Of the lines below, copy those that hold the word "true".

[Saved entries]
*** Block opens ***
//! The road network graph.
//!
//! [`Graph`] owns every intersection ([`Node`]) with its outgoing road segments ([`Edge`]) and
//! one [`PathCache`]. It is filled by a loader through [`Graph::add_vertex`] and
//! [`Graph::add_edge`] before any query runs.
//!
//! Search entry points check the cache first. A cache hit returns the stored path without
//! running the search, so the visit observer is not called at all. Found paths are cached,
//! unreachable goals are not.

mod edge;
mod node;

pub use edge::*;
pub use node::*;

use crate::cache::{Algorithm, CacheKey, PathCache};
use crate::error::GraphError;
use crate::route::{self, Route};
use crate::speed::SpeedTable;
use crate::tour::{self, Tour};
use crate::{GraphBase, Heuristic, IntoNeighbors, IntoWeightedNeighbors, Location};
use std::collections::HashMap;
use tracing::{debug, warn};

/// Directed road network keyed by caller supplied points.
pub struct Graph<P: Location> {
  nodes: HashMap<P, Node<P>>,
  speeds: SpeedTable,
  // Lower bound of hours per unit of straight-line distance over every edge
  min_pace: f64,
  cache: PathCache<P>,
}

impl<P: Location> Graph<P> {
  /// Empty graph timing its edges with [`SpeedTable::global`].
  pub fn new() -> Self {
    Self::with_speed_table(SpeedTable::global().clone())
  }

  pub fn with_speed_table(speeds: SpeedTable) -> Self {
    Self {
      nodes: HashMap::new(),
      min_pace: 1.0 / speeds.max_speed(),
      speeds,
      cache: PathCache::new(),
    }
  }

  /// Registers an intersection. Returns `true` if the point was not in the graph before;
  /// adding a known point changes nothing.
  pub fn add_vertex(&mut self, point: P) -> bool {
    if self.nodes.contains_key(&point) {
      return false;
    }
    self.nodes.insert(point, Node::new(point));
    true
  }

  /// Adds a road segment from `from` to `to`. Both points must already be vertices and the
  /// length must be finite and non-negative; otherwise the graph is left untouched.
  pub fn add_edge(
    &mut self,
    from: P,
    to: P,
    road_name: &str,
    road_type: &str,
    length: f64,
  ) -> Result<(), GraphError> {
    if let Err(err) = self.require_vertex(from).and_then(|_| self.require_vertex(to)) {
      warn!(?from, ?to, "edge endpoint is not a vertex");
      return Err(err);
    }
    if !(length.is_finite() && length >= 0.0) {
      warn!(?from, ?to, length, "rejected edge length");
      return Err(GraphError::InvalidLength(length));
    }

    let edge = Edge::new(
      from,
      to,
      road_name.to_string(),
      road_type.to_string(),
      length,
      &self.speeds,
    );
    let straight = from.distance(&to);
    if straight > 0.0 {
      let pace = edge.time() / straight;
      if pace < self.min_pace {
        debug!(?from, ?to, pace, "edge is faster than a straight line at top speed");
        self.min_pace = pace;
      }
    }
    if let Some(node) = self.nodes.get_mut(&from) {
      node.add_edge(edge);
    }
    Ok(())
  }

  pub fn vertex_count(&self) -> usize {
    self.nodes.len()
  }

  pub fn edge_count(&self) -> usize {
    self.nodes.values().map(|node| node.out_degree()).sum()
  }

  pub fn vertices(&self) -> impl Iterator<Item = P> + '_ {
    self.nodes.keys().copied()
  }

  pub fn contains_vertex(&self, point: P) -> bool {
    self.nodes.contains_key(&point)
  }

  pub fn node(&self, point: P) -> Option<&Node<P>> {
    self.nodes.get(&point)
  }

  /// Outgoing edges of `point`, empty for unknown points.
  pub fn edges_from(&self, point: P) -> &[Edge<P>] {
    self.nodes.get(&point).map(|node| node.edges()).unwrap_or(&[])
  }

  pub fn speed_table(&self) -> &SpeedTable {
    &self.speeds
  }

  pub fn cache(&self) -> &PathCache<P> {
    &self.cache
  }

  // ====== Searches =====

  /// Path with the fewest edges from `start` to `goal`, both included.
  pub fn bfs(&mut self, start: P, goal: P) -> Result<Option<Vec<P>>, GraphError> {
    self.bfs_with_observer(start, goal, |_| {})
  }

  pub fn bfs_with_observer<V: FnMut(P)>(
    &mut self,
    start: P,
    goal: P,
    visit: V,
  ) -> Result<Option<Vec<P>>, GraphError> {
    self.cached_search(Algorithm::Bfs, start, goal, |graph| {
      route::bfs(graph, start, goal, visit)
    })
  }

  /// Fastest path from `start` to `goal`, both included.
  pub fn dijkstra(&mut self, start: P, goal: P) -> Result<Option<Vec<P>>, GraphError> {
    self.dijkstra_with_observer(start, goal, |_| {})
  }

  pub fn dijkstra_with_observer<V: FnMut(P)>(
    &mut self,
    start: P,
    goal: P,
    visit: V,
  ) -> Result<Option<Vec<P>>, GraphError> {
    self.cached_search(Algorithm::Dijkstra, start, goal, |graph| {
      route::dijkstra(graph, start, goal, visit)
    })
  }

  /// Fastest path from `start` to `goal` guided by the straight-line distance to the goal.
  ///
  /// The travel time of the result always equals the one found by [`Graph::dijkstra`].
  pub fn a_star_search(&mut self, start: P, goal: P) -> Result<Option<Vec<P>>, GraphError> {
    self.a_star_search_with_observer(start, goal, |_| {})
  }

  pub fn a_star_search_with_observer<V: FnMut(P)>(
    &mut self,
    start: P,
    goal: P,
    visit: V,
  ) -> Result<Option<Vec<P>>, GraphError> {
    self.cached_search(Algorithm::AStar, start, goal, |graph| {
      route::a_star(graph, start, goal, visit)
    })
  }

  /// Closed round trip from `start` through every stop. See [`tour::plan_tour`].
  pub fn tsp(&self, start: P, stops: &[P]) -> Result<Option<Tour<P>>, GraphError> {
    self.tsp_with_observer(start, stops, |_| {})
  }

  pub fn tsp_with_observer<V: FnMut(P)>(
    &self,
    start: P,
    stops: &[P],
    visit: V,
  ) -> Result<Option<Tour<P>>, GraphError> {
    self.require_vertex(start)?;
    if self.edges_from(start).is_empty() {
      return Err(GraphError::no_outgoing_edges(&start));
    }
    for stop in stops {
      self.require_vertex(*stop)?;
    }

    let tour = tour::plan_tour(self, start, stops, visit);
    match &tour {
      Some(tour) => debug!(?start, stops = stops.len(), cost = tour.cost, "tour planned"),
      None => debug!(?start, stops = stops.len(), "some stop is unreachable"),
    }
    Ok(tour)
  }

  // ====== Path metrics =====

  /// Sum of edge lengths along `path`, taking the shortest edge between consecutive points.
  /// `None` if two consecutive points are not connected.
  pub fn path_length(&self, path: &[P]) -> Option<f64> {
    self.path_metric(path, Edge::length)
  }

  /// Sum of travel times along `path`, taking the fastest edge between consecutive points.
  pub fn path_time(&self, path: &[P]) -> Option<f64> {
    self.path_metric(path, Edge::time)
  }

  fn path_metric(&self, path: &[P], metric: fn(&Edge<P>) -> f64) -> Option<f64> {
    path
      .windows(2)
      .map(|pair| {
        self
          .edges_from(pair[0])
          .iter()
          .filter(|edge| edge.to() == pair[1])
          .map(metric)
          .min_by(|a, b| a.total_cmp(b))
      })
      .sum()
  }

  fn require_vertex(&self, point: P) -> Result<(), GraphError> {
    if self.nodes.contains_key(&point) {
      Ok(())
    } else {
      Err(GraphError::unknown_vertex(&point))
    }
  }

  fn cached_search<S>(
    &mut self,
    algorithm: Algorithm,
    start: P,
    goal: P,
    search: S,
  ) -> Result<Option<Vec<P>>, GraphError>
  where
    S: FnOnce(&Self) -> Option<Route<P>>,
  {
    self.require_vertex(start)?;
    self.require_vertex(goal)?;

    let key = CacheKey::new(algorithm, start, goal);
    if let Some(path) = self.cache.get(&key) {
      debug!(%algorithm, ?start, ?goal, "path served from cache");
      return Ok(Some(path.to_vec()));
    }

    match search(&*self) {
      Some(found) => {
        debug!(%algorithm, ?start, ?goal, cost = found.cost, hops = found.ids.len(), "path found");
        self.cache.insert(key, found.ids.clone());
        Ok(Some(found.ids))
      }
      None => {
        debug!(%algorithm, ?start, ?goal, "no path");
        Ok(None)
      }
    }
  }
}

impl<P: Location> Default for Graph<P> {
  fn default() -> Self {
    Graph::new()
  }
}

impl<P: Location> GraphBase for Graph<P> {
  type NodeId = P;
}

impl<'a, P: Location> IntoNeighbors for &'a Graph<P> {
  type Neighbors = std::iter::Map<std::slice::Iter<'a, Edge<P>>, fn(&'a Edge<P>) -> P>;

  fn neighbors(self, node: P) -> Self::Neighbors {
    self.edges_from(node).iter().map(Edge::to as fn(&'a Edge<P>) -> P)
  }
}

impl<'a, P: Location> IntoWeightedNeighbors for &'a Graph<P> {
  type Arcs = std::iter::Map<std::slice::Iter<'a, Edge<P>>, fn(&'a Edge<P>) -> (P, f64)>;

  fn weighted_neighbors(self, node: P) -> Self::Arcs {
    fn arc<P: Location>(edge: &Edge<P>) -> (P, f64) {
      (edge.to(), edge.time())
    }
    self.edges_from(node).iter().map(arc::<P> as fn(&'a Edge<P>) -> (P, f64))
  }
}

impl<P: Location> Heuristic for Graph<P> {
  /// Time to cover the straight-line distance at the fastest pace seen on any edge, and never
  /// slower than the top speed of the table. No edge beats that pace, so the estimate is a lower
  /// bound and stays consistent along every edge.
  fn estimate(&self, from: P, goal: P) -> f64 {
    from.distance(&goal) * self.min_pace
  }
}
*** Block closes ***
*EXPECTED ANSWER:*
  /// Registers an intersection. Returns `true` if the point was not in the graph before;
    true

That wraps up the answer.